Before MICHEL, Circuit Judge, SKELTON, Senior Circuit Judge, and CLEVENGER, Circuit Judge.

MICHEL, Circuit Judge.

Joseph T. Torres petitions for review of the final decision of the Merit Systems Protection Board ("Board") in SF-0831-96-0215-I-1. The April 1, 1996 decision of the Administrative Judge ("AJ"), which affirmed the Office of Personnel Management ("OPM") reconsideration decision denying Torres an immediate, "early out" retirement annuity under 5 U.S.C. § 8336(d)(2), became the final decision of the Board when the full Board denied review on August 13, 1996. The appeal was submitted for our decision following oral argument on August 5, 1997. Because OPM lacked statutory authority to impose the requirement it did of long term employment with the agency for Torres to be eligible for the "early out" benefits, we reverse the decision of the Board.

BACKGROUND

The facts are undisputed here, as they were before the Board. On January 5, 1994, the Bureau of Reclamation of the Department of the Interior (the "agency") submitted a request to OPM for a grant of authority to offer voluntary early retirement in conjunction with a proposed major reduction in force ("RIF"). Based on estimates of the number of employees expected to exercise the option, OPM granted the requested authority on February 2, 1994 pursuant to 5 U.S.C. §§ 8336(d)(2), 8414(b) (1994). In granting the request, OPM delegated to the agency a variety of powers to limit the availability of the offer (e.g., "The agency may establish early retirement windows ..." and "[t]he agency may adopt any fair and objective method for approving applications if the agency finds it must limit voluntary early retirement among its employees."). Most relevant, the grant contained the following restriction:

Early retirements are authorized for eligible employees as long as they were on Interior's rolls at least 30 days before the date of your request, January 5, 1994, and have remained continuously on the agency's rolls since that time.

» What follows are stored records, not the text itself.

use serde::Serialize;
use serde_json::Value;
use std::panic::{catch_unwind, AssertUnwindSafe};
use std::sync::atomic::{AtomicU64, Ordering};
use std::sync::{Arc, RwLock};
use thiserror::Error;
use tokio::sync::broadcast;

pub const RESET_EVENT: &str = "reset";
pub const SYNCHRONIZE_EVENT: &str = "synchronize";

#[derive(Debug, Clone, PartialEq, Serialize)]
pub struct StateEvent {
    pub key: String,
    pub value: Value,
}

#[derive(Debug, Error, Clone, PartialEq, Eq)]
#[error("listener failed: {0}")]
pub struct ListenerError(pub String);

impl From<&str> for ListenerError {
    fn from(value: &str) -> Self {
        Self(value.to_string())
    }
}

impl From<String> for ListenerError {
    fn from(value: String) -> Self {
        Self(value)
    }
}

pub type Listener = Arc<dyn Fn(&StateEvent) -> Result<(), ListenerError> + Send + Sync>;

#[derive(Debug, Clone, Copy, PartialEq, Eq, Hash)]
pub struct ListenerId(u64);

/// Outcome of one publish; failures are already logged.
#[derive(Debug, Clone, Copy, PartialEq, Eq, Default)]
pub struct PublishReport {
    pub delivered: usize,
    pub failed: usize,
}

/// In-process publish/subscribe for aggregate-state changes.
///
/// Listeners run synchronously, in subscription order, on the publishing
/// task. A listener that returns an error or panics is logged and skipped;
/// the rest still run and the publisher never sees the failure.
#[derive(Default)]
pub struct StateChangeBus {
    listeners: RwLock<Vec<(ListenerId, Listener)>>,
    next_id: AtomicU64,
}

impl StateChangeBus {
    pub fn new() -> Self {
        Self::default()
    }

    pub fn subscribe<F>(&self, listener: F) -> ListenerId
    where
        F: Fn(&StateEvent) -> Result<(), ListenerError> + Send + Sync + 'static,
    {
        let id = ListenerId(self.next_id.fetch_add(1, Ordering::SeqCst) + 1);
        let mut listeners = self.listeners.write().unwrap_or_else(|e| e.into_inner());
        listeners.push((id, Arc::new(listener)));
        tracing::debug!(listener = id.0, "state listener subscribed");
        id
    }

    pub fn unsubscribe(&self, id: ListenerId) -> bool {
        let mut listeners = self.listeners.write().unwrap_or_else(|e| e.into_inner());
        let before = listeners.len();
        listeners.retain(|(listener_id, _)| *listener_id != id);
        let removed = listeners.len() < before;
        if !removed {
            tracing::warn!(listener = id.0, "unsubscribe for unknown state listener");
        }
        removed
    }

    /// Forwards every event into a broadcast channel, for async observers
    /// such as a websocket fan-out. Lagging receivers lose events.
    pub fn subscribe_channel(&self, capacity: usize) -> (ListenerId, broadcast::Receiver<StateEvent>) {
        let (sender, receiver) = broadcast::channel(capacity.max(1));
        let id = self.subscribe(move |event| {
            // No live receivers is not a failure; there is just nobody to tell.
            let _ = sender.send(event.clone());
            Ok(())
        });
        (id, receiver)
    }

    pub fn listener_count(&self) -> usize {
        self.listeners.read().unwrap_or_else(|e| e.into_inner()).len()
    }

    pub fn publish(&self, key: &str, value: Value) -> PublishReport {
        // Snapshot so listeners may (un)subscribe without deadlocking.
        let listeners: Vec<(ListenerId, Listener)> = self
            .listeners
            .read()
            .unwrap_or_else(|e| e.into_inner())
            .clone();

        tracing::debug!(key, listeners = listeners.len(), "publishing state change");

        let event = StateEvent {
            key: key.to_string(),
            value,
        };
        let mut report = PublishReport::default();

        for (id, listener) in listeners {
            match catch_unwind(AssertUnwindSafe(|| listener(&event))) {
                Ok(Ok(())) => report.delivered += 1,
                Ok(Err(err)) => {
                    report.failed += 1;
                    tracing::warn!(listener = id.0, key, error = %err, "state listener failed");
                }
                Err(_) => {
                    report.failed += 1;
                    tracing::error!(listener = id.0, key, "state listener panicked");
                }
            }
        }

        report
    }
}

Mr. Torres challenges the OPM's authority to impose this restriction, arguing that all conditions of eligibility were in the statute itself, which he met.

Mr. Torres worked for the government since 1967 until his retirement (with a break only for military service). He began work for this particular agency, though, on May 1, 1994. (As noted, the early out authority was sought in January.) After receiving several documents and oral communications which indicated to Torres that he was or might be eligible for the "early out" retirement option (including a certified summary of his federal service from OPM), Torres began negotiations for another job. He submitted an application for a voluntary separation incentive payment ("VSIP") and early retirement on February 2, 1995. 1

On February 8, 1995, however, the Regional Personnel and Management Officer of Interior informed Mr. Torres by letter that he was not eligible for early retirement because he was not an employee before the eligibility deadline of December 6, 1993. The letter stated, "[W]e note that you did not transfer to the Department of the Interior until May 1, 1994, almost 4 months [sic] after the deadline to be eligible for early retirement." The letter continued by stating Mr. Torres could remain in his position or retire with just the VSIP, and concluded by asking Mr. Torres to respond.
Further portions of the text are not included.